**What you should do:**
Copy each line in the data that includes the word "PointsModule".

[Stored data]
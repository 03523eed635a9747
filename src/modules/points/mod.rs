//! Point calculation, delegated to the store's `calculate_points` procedure.

use anyhow::anyhow;
use async_trait::async_trait;
use axum::{
    extract::{rejection::JsonRejection, State},
    routing::post,
    Json, Router,
};
use bookquest_db::SharedStore;
use bookquest_http::AppError;
use bookquest_kernel::Module;
use serde::{Deserialize, Serialize};
use serde_json::{json, Map, Number, Value};

const SCORING_PROCEDURE: &str = "calculate_points";

pub struct PointsModule {
    store: SharedStore,
}

impl PointsModule {
    pub fn new(store: SharedStore) -> Self {
        Self { store }
    }
}

#[async_trait]
impl Module for PointsModule {
    fn name(&self) -> &'static str {
        "points"
    }

    fn routes(&self) -> Router {
        Router::new()
            .route("/calculate-points", post(calculate_points))
            .with_state(self.store.clone())
    }

    fn openapi(&self) -> Option<serde_json::Value> {
        Some(json!({
            "paths": {
                "/calculate-points": {
                    "post": {
                        "summary": "Score a book",
                        "tags": ["Points"],
                        "requestBody": {
                            "required": true,
                            "content": {
                                "application/json": {
                                    "schema": {
                                        "type": "object",
                                        "properties": {
                                            "pages": { "type": "number" },
                                            "year_published": { "type": "number" },
                                            "completed": { "type": "boolean" },
                                            "is_fiction": { "type": "boolean" },
                                            "female_author": { "type": "boolean" },
                                            "alphabet_bonus": { "type": "boolean" },
                                            "genre_bonus": { "type": "boolean" },
                                            "country_bonus": { "type": "boolean" },
                                            "series_bonus": { "type": "boolean" },
                                            "deduction": { "type": "number" }
                                        },
                                        "required": ["pages", "year_published"]
                                    }
                                }
                            }
                        },
                        "responses": {
                            "200": {
                                "description": "Final points for the book",
                                "content": {
                                    "application/json": {
                                        "schema": {
                                            "type": "object",
                                            "properties": { "points": { "type": "number" } }
                                        }
                                    }
                                }
                            },
                            "400": {
                                "description": "pages or year_published is not a number",
                                "content": {
                                    "application/json": {
                                        "schema": { "$ref": "#/components/schemas/ErrorResponse" }
                                    }
                                }
                            }
                        }
                    }
                }
            }
        }))
    }
}

/// Body of `POST /api/calculate-points`. Only the two required fields are
/// type-checked; the flags go to the scoring procedure untouched.
#[derive(Debug, Deserialize)]
pub struct CalculatePoints {
    #[serde(default)]
    pub pages: Value,
    #[serde(default)]
    pub year_published: Value,
    #[serde(default)]
    pub completed: Option<Value>,
    #[serde(default)]
    pub is_fiction: Option<Value>,
    #[serde(default)]
    pub female_author: Option<Value>,
    #[serde(default)]
    pub alphabet_bonus: Option<Value>,
    #[serde(default)]
    pub genre_bonus: Option<Value>,
    #[serde(default)]
    pub country_bonus: Option<Value>,
    #[serde(default)]
    pub series_bonus: Option<Value>,
    #[serde(default)]
    pub deduction: Option<Value>,
}

impl CalculatePoints {
    fn validate(&self) -> Result<(), AppError> {
        if !self.pages.is_number() || !self.year_published.is_number() {
            return Err(AppError::bad_request(
                "pages and year_published must be numbers",
            ));
        }
        Ok(())
    }

    fn into_args(self) -> Value {
        let mut args = Map::new();
        args.insert("pages".to_string(), self.pages);
        args.insert("year_published".to_string(), self.year_published);

        let flags = [
            ("completed", self.completed),
            ("is_fiction", self.is_fiction),
            ("female_author", self.female_author),
            ("alphabet_bonus", self.alphabet_bonus),
            ("genre_bonus", self.genre_bonus),
            ("country_bonus", self.country_bonus),
            ("series_bonus", self.series_bonus),
            ("deduction", self.deduction),
        ];
        for (name, value) in flags {
            if let Some(value) = value {
                args.insert(name.to_string(), value);
            }
        }
        Value::Object(args)
    }
}

#[derive(Debug, Serialize)]
pub struct PointsResponse {
    pub points: Number,
}

/// The procedure may answer with a bare number, a `final_points` object, or a
/// one-row result set wrapping either.
fn final_points(output: &Value) -> Option<Number> {
    match output {
        Value::Number(points) => Some(points.clone()),
        Value::Object(fields) => fields.get("final_points").and_then(final_points),
        Value::Array(rows) if rows.len() == 1 => final_points(&rows[0]),
        _ => None,
    }
}

/// `POST /api/calculate-points`
async fn calculate_points(
    State(store): State<SharedStore>,
    payload: Result<Json<CalculatePoints>, JsonRejection>,
) -> Result<Json<PointsResponse>, AppError> {
    let Json(request) = payload?;
    request.validate()?;

    let output = store.rpc(SCORING_PROCEDURE, request.into_args()).await?;
    let points = final_points(&output).ok_or_else(|| {
        anyhow!(
            "{} returned no final points: {}",
            SCORING_PROCEDURE,
            output
        )
    })?;

    Ok(Json(PointsResponse { points }))
}

pub fn create_module(store: SharedStore) -> std::sync::Arc<dyn Module> {
    std::sync::Arc::new(PointsModule::new(store))
}

#[cfg(test)]
mod tests {
    use super::*;

    #[test]
    fn final_points_accepts_known_shapes() {
        assert_eq!(final_points(&json!(42)), Some(Number::from(42)));
        assert_eq!(
            final_points(&json!({"final_points": 12.5, "base": 10})),
            Number::from_f64(12.5)
        );
        assert_eq!(
            final_points(&json!([{"final_points": 7}])),
            Some(Number::from(7))
        );
        assert_eq!(final_points(&json!([1, 2])), None);
        assert_eq!(final_points(&json!({"points": 3})), None);
        assert_eq!(final_points(&json!("9")), None);
    }

    #[test]
    fn string_pages_fail_validation() {
        let request: CalculatePoints =
            serde_json::from_value(json!({"pages": "200", "year_published": 2020})).unwrap();
        assert!(request.validate().is_err());

        let request: CalculatePoints =
            serde_json::from_value(json!({"pages": 200})).unwrap();
        assert!(request.validate().is_err());
    }

    #[test]
    fn args_forward_only_supplied_flags() {
        let request: CalculatePoints = serde_json::from_value(json!({
            "pages": 320,
            "year_published": 1998,
            "female_author": true,
            "deduction": 5
        }))
        .unwrap();

        assert_eq!(
            request.into_args(),
            json!({
                "pages": 320,
                "year_published": 1998,
                "female_author": true,
                "deduction": 5
            })
        );
    }
}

**Answer to this task:**
pub struct PointsModule {
impl PointsModule {
impl Module for PointsModule {
    std::sync::Arc::new(PointsModule::new(store))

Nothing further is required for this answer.